It is also possible within this lifetime to enhance the power of the mind, enabling one to reaccess memories from previous lives. Such recollection tends to be more accessible during meditative experiences in the dream state. Once one has accessed memories of previous lives in the dream state, one gradually recalls them in the waking state."

From Consciousness at the Crossroads: Conversations with The Dalai Lama on Brain Science and Buddhism

A short story from 'Zen flesh, Zen bones', called 'The Gates of Paradise':

A soldier named Nobushige came to Hakuin and asked: "Is there really a paradise and a hell?"

"Who are you?" inquired Hakuin.

"I am a samurai", the warrior replied.

"You, a soldier!" sneered Hakuin, "What kind of ruler would have you as his guard? You look like a beggar". Nobushige became so angry that he began to draw his sword, but Hakuin continued: "So you have a sword! Your weapon is probably to dull to cut off my head."

As Nobushige drew his sword Hakuin remarked:"Here open the gates of hell!"
At these words the samurai, perceiving the master's discipline, put away his sword and bowed.

"Here open the gates of paradise", said Hakuin.

The concepts of the different realms in Buddhism can be seen as a direct consequence of the law of karma. When beings accumulate many negative actions, they can be expected to receive "hellish" experiences in return; similarly, many positive actions can give rise to a "heavenly" existence.

Quite a number of different realms are described in Buddhism (especially in the Abhidharma texts), which are categorized in three; the Desire Realms, the Form Realms and the Formless Realms.

Desire Realms

The reason that these realms are called "Desire Realms" is that desire (and other delusions) is in some way or another present in all of them.
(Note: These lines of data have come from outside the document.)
//! Notifications for the UI, audio and effects collaborators, and the
//! commands the UI sends back

use crate::session::SessionState;
use sim_engine::events::{Event, EventBus};
use sim_engine::foundation::math::Vec2;

/// Fire-and-forget sound cues
#[derive(Debug, Clone, Copy, PartialEq, Eq, Hash)]
pub enum AudioCue {
    /// Asteroid or ship destroyed
    Explosion,
    /// Bullet fired
    Laser,
    /// Ship thrusting
    Thruster,
}

/// Events raised by the simulation core
#[derive(Debug, Clone, PartialEq)]
pub enum GameEvent {
    /// Score changed; carries the new score
    ScoreChanged(u32),
    /// Lives changed; carries the new lives
    LivesChanged(u32),
    /// Last life lost; the UI should show the game over display
    GameOverPending,
    /// Session moved between states
    StateChanged {
        /// Previous state
        from: SessionState,
        /// New state
        to: SessionState,
    },
    /// Play an explosion effect here
    ExplosionAt(Vec2),
    /// Play a sound
    AudioCue(AudioCue),
}

/// Routing key for [`GameEvent`]
#[derive(Debug, Clone, Copy, PartialEq, Eq, Hash)]
pub enum GameEventKind {
    /// [`GameEvent::ScoreChanged`]
    ScoreChanged,
    /// [`GameEvent::LivesChanged`]
    LivesChanged,
    /// [`GameEvent::GameOverPending`]
    GameOverPending,
    /// [`GameEvent::StateChanged`]
    StateChanged,
    /// [`GameEvent::ExplosionAt`]
    ExplosionAt,
    /// [`GameEvent::AudioCue`]
    AudioCue,
}

impl Event for GameEvent {
    type Kind = GameEventKind;

    fn kind(&self) -> GameEventKind {
        match self {
            Self::ScoreChanged(_) => GameEventKind::ScoreChanged,
            Self::LivesChanged(_) => GameEventKind::LivesChanged,
            Self::GameOverPending => GameEventKind::GameOverPending,
            Self::StateChanged { .. } => GameEventKind::StateChanged,
            Self::ExplosionAt(_) => GameEventKind::ExplosionAt,
            Self::AudioCue(_) => GameEventKind::AudioCue,
        }
    }
}

/// Bus carrying [`GameEvent`]s
pub type GameEventBus = EventBus<GameEvent>;

/// Commands sent by the UI
#[derive(Debug, Clone, Copy, PartialEq, Eq)]
pub enum UiCommand {
    /// Start a new game after the reset delay
    PlayAgain,
    /// Pause (`true`) or resume (`false`)
    Pause(bool),
    /// The game over display is showing
    AcknowledgeGameOver,
    /// Leave the game
    QuitGame,
}
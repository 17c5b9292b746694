//! Simulation errors
//!
//! None of these are fatal. Each is absorbed where it happens and the
//! offending operation is dropped so the game stays playable.

use sim_engine::ecs::EntityId;
use thiserror::Error;

/// Errors raised by simulation operations
#[derive(Debug, Clone, Copy, PartialEq, Error)]
pub enum SimError {
    /// A direction with no length (or non-finite) was requested
    #[error("Invalid trajectory: direction must be a non-zero finite vector")]
    InvalidTrajectory,

    /// An operation referenced an id that is not alive
    #[error("Unknown entity: {0:?}")]
    UnknownEntity(EntityId),

    /// A negative or non-finite size was requested
    #[error("Invalid asteroid size: {0}")]
    InvalidSize(f32),
}
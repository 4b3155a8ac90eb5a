//! Alert engine tick loop (§4.4), grounded in the teacher's
//! `alerting::evaluation_service`: evaluate every rule against current state, advance the
//! firing-warning -> firing-critical -> resolved state machine, and dispatch notifications
//! through per-kind cooldowns so a flapping condition doesn't spam channels.

use std::collections::HashMap;
use std::sync::Arc;
use std::time::Duration;

use tokio::time::interval;
use tracing::{error, info, warn};

use crate::config::ConfigHandle;
use crate::db::AlertsRepo;
use crate::live_state::LiveStateHandle;
use crate::notifications::NotificationService;

use super::rules::{evaluate_expiry, evaluate_load, evaluate_offline, evaluate_traffic, AlertKind, Measurement, TrafficReader};
use super::state::{ActiveAlert, AlertSeverity, AlertStateHandle};

const TICK_INTERVAL: Duration = Duration::from_secs(10);

pub struct AlertEngineDeps {
    pub config: ConfigHandle,
    pub live_state: LiveStateHandle,
    pub traffic: Arc<dyn TrafficReader>,
    pub state: AlertStateHandle,
    pub alerts_repo: Arc<AlertsRepo>,
    pub notifications: Arc<NotificationService>,
}

fn cooldown_for(kind: AlertKind, cfg: &crate::config::AlertRuleConfig) -> Duration {
    match kind {
        AlertKind::Traffic => Duration::from_secs(cfg.traffic_cooldown_seconds),
        AlertKind::Expiry => Duration::from_secs(cfg.expiry_cooldown_seconds),
        AlertKind::Cpu | AlertKind::Memory | AlertKind::Disk | AlertKind::Offline => {
            Duration::from_secs(cfg.load_cooldown_seconds)
        }
    }
}

fn needs_duration_gate(kind: AlertKind) -> bool {
    matches!(kind, AlertKind::Cpu | AlertKind::Memory | AlertKind::Disk)
}

/// A warning escalating to critical re-notifies immediately regardless of cooldown
/// (spec.md:141): the cooldown exists to stop repeated notices of the same severity, not to
/// suppress news that the situation got worse.
fn escalated_to_critical(existing_severity: Option<AlertSeverity>, triggered_severity: AlertSeverity) -> bool {
    existing_severity == Some(AlertSeverity::Warning) && triggered_severity == AlertSeverity::Critical
}

pub async fn run_alert_loop(deps: AlertEngineDeps) {
    let mut ticker = interval(TICK_INTERVAL);
    loop {
        ticker.tick().await;
        if let Err(e) = run_once(&deps).await {
            error!(error = %e, "alert evaluation tick failed");
        }
    }
}

async fn run_once(deps: &AlertEngineDeps) -> Result<(), crate::db::StorageError> {
    let config = deps.config.read().await.clone();

    let mut measurements = Vec::new();
    measurements.extend(evaluate_offline(&config, &deps.live_state));
    measurements.extend(evaluate_load(&config, &deps.live_state));
    measurements.extend(evaluate_traffic(&config, deps.traffic.as_ref()));
    measurements.extend(evaluate_expiry(&config));

    for measurement in measurements {
        let rule = find_rule_for_key(&config, &measurement.key);
        process_measurement(deps, rule, measurement).await?;
    }
    Ok(())
}

fn find_rule_for_key<'a>(
    config: &'a crate::config::Config,
    key: &str,
) -> Option<&'a crate::config::AlertRuleConfig> {
    let rule_id = key.split(':').next()?;
    config.alert_rules.iter().find(|r| r.id == rule_id)
}

async fn process_measurement(
    deps: &AlertEngineDeps,
    rule: Option<&crate::config::AlertRuleConfig>,
    measurement: Measurement,
) -> Result<(), crate::db::StorageError> {
    let Some(rule) = rule else { return Ok(()) };

    match measurement.condition {
        None => {
            if let Some(resolved) = deps.state.resolve(&measurement.key) {
                persist_and_notify_recovery(deps, rule, &resolved).await?;
            }
        }
        Some(triggered) => {
            let existing = deps.state.get(&measurement.key);
            let first_seen_mono = existing
                .as_ref()
                .map(|e| e.first_seen_mono)
                .unwrap_or_else(std::time::Instant::now);
            let first_seen_wall = existing
                .as_ref()
                .map(|e| e.first_seen_wall)
                .unwrap_or_else(chrono::Utc::now);
            let last_notified_mono = existing.as_ref().and_then(|e| e.last_notified_mono);

            let alert = ActiveAlert {
                key: measurement.key.clone(),
                kind: measurement.kind,
                server_id: measurement.server_id.clone(),
                server_name: measurement.server_name.clone(),
                severity: triggered.severity,
                value: triggered.value,
                threshold: triggered.threshold,
                message: triggered.message.clone(),
                first_seen_mono,
                first_seen_wall,
                last_notified_mono,
            };

            let duration_ok = !needs_duration_gate(measurement.kind)
                || alert.duration() >= Duration::from_secs(rule.duration_seconds);
            let cooldown_ok = alert.cooldown_elapsed(cooldown_for(measurement.kind, rule));
            let should_notify = duration_ok
                && (cooldown_ok || escalated_to_critical(existing.as_ref().map(|e| e.severity), triggered.severity));

            deps.state.upsert(alert.clone());

            if should_notify {
                deps.state.mark_notified(&measurement.key);
                notify(deps, rule, &alert, false).await;
            }
        }
    }
    Ok(())
}

async fn persist_and_notify_recovery(
    deps: &AlertEngineDeps,
    rule: &crate::config::AlertRuleConfig,
    alert: &ActiveAlert,
) -> Result<(), crate::db::StorageError> {
    let resolved_at = chrono::Utc::now();
    deps.alerts_repo.record_resolved(
        &rule.id,
        alert.kind.as_str(),
        &alert.server_id,
        &alert.server_name,
        severity_str(alert.severity),
        alert.value,
        alert.threshold,
        &alert.message,
        alert.first_seen_wall,
        resolved_at,
        alert.last_notified_mono.is_some(),
    )?;
    info!(server_id = %alert.server_id, kind = alert.kind.as_str(), "alert resolved");

    if rule.recovery_notify && alert.last_notified_mono.is_some() {
        notify(deps, rule, alert, true).await;
    }
    Ok(())
}

fn severity_str(severity: AlertSeverity) -> &'static str {
    match severity {
        AlertSeverity::Warning => "warning",
        AlertSeverity::Critical => "critical",
    }
}

async fn notify(deps: &AlertEngineDeps, rule: &crate::config::AlertRuleConfig, alert: &ActiveAlert, recovery: bool) {
    let mut vars = HashMap::new();
    vars.insert("ServerName".to_string(), alert.server_name.clone());
    vars.insert("Severity".to_string(), severity_str(alert.severity).to_uppercase());
    vars.insert("Value".to_string(), format!("{:.1}", alert.value));
    vars.insert("Threshold".to_string(), format!("{:.1}", alert.threshold));
    vars.insert("Percent".to_string(), format!("{:.1}", alert.value));
    vars.insert("Duration".to_string(), format!("{}s", alert.duration().as_secs()));
    vars.insert("AlertType".to_string(), alert.kind.as_str().to_string());
    vars.insert("LastSeen".to_string(), alert.first_seen_wall.to_rfc3339());

    let template_key = if recovery { "recovery" } else { alert.kind.as_str() };

    if let Err(e) = deps
        .notifications
        .notify_alert(&rule.channel_ids, template_key, vars)
        .await
    {
        warn!(error = %e, rule_id = %rule.id, "failed to dispatch alert notification");
    }
}

#[cfg(test)]
mod tests {
    use super::*;

    /// spec.md:241: "a second notification is dispatched (cooldown not consulted on
    /// escalation)" — warning -> critical must bypass an unexpired cooldown.
    #[test]
    fn warning_to_critical_escalation_bypasses_cooldown() {
        assert!(escalated_to_critical(Some(AlertSeverity::Warning), AlertSeverity::Critical));
    }

    #[test]
    fn repeated_critical_is_not_treated_as_an_escalation() {
        assert!(!escalated_to_critical(Some(AlertSeverity::Critical), AlertSeverity::Critical));
    }

    #[test]
    fn first_ever_reading_is_not_an_escalation() {
        assert!(!escalated_to_critical(None, AlertSeverity::Critical));
    }

    #[test]
    fn critical_to_warning_is_not_an_escalation() {
        assert!(!escalated_to_critical(Some(AlertSeverity::Critical), AlertSeverity::Warning));
    }
}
The "realms" do not necessarily need to exist in different locations or dimensions. Basically, they are described in terms of the main type of experience that beings have. All these realms are all within "cyclic existence", meaning they are all temporary states within the cycles of death and birth.

According to Buddhism, we cannot only be born as human beings the next time, but also as animal, "god", "half-god", "hungry ghost" or even in "hell". Obviously, these words have specific connotations in most religions, and the expressions in Buddhism refer to somewhat different experiences than e.g. in Christianity. The main difference is that in Buddhism, a stay in none of the realms is permanent. After a life in "god-realm" we could be reborn in the "hell-realm"; it all just depends on our karma ripening.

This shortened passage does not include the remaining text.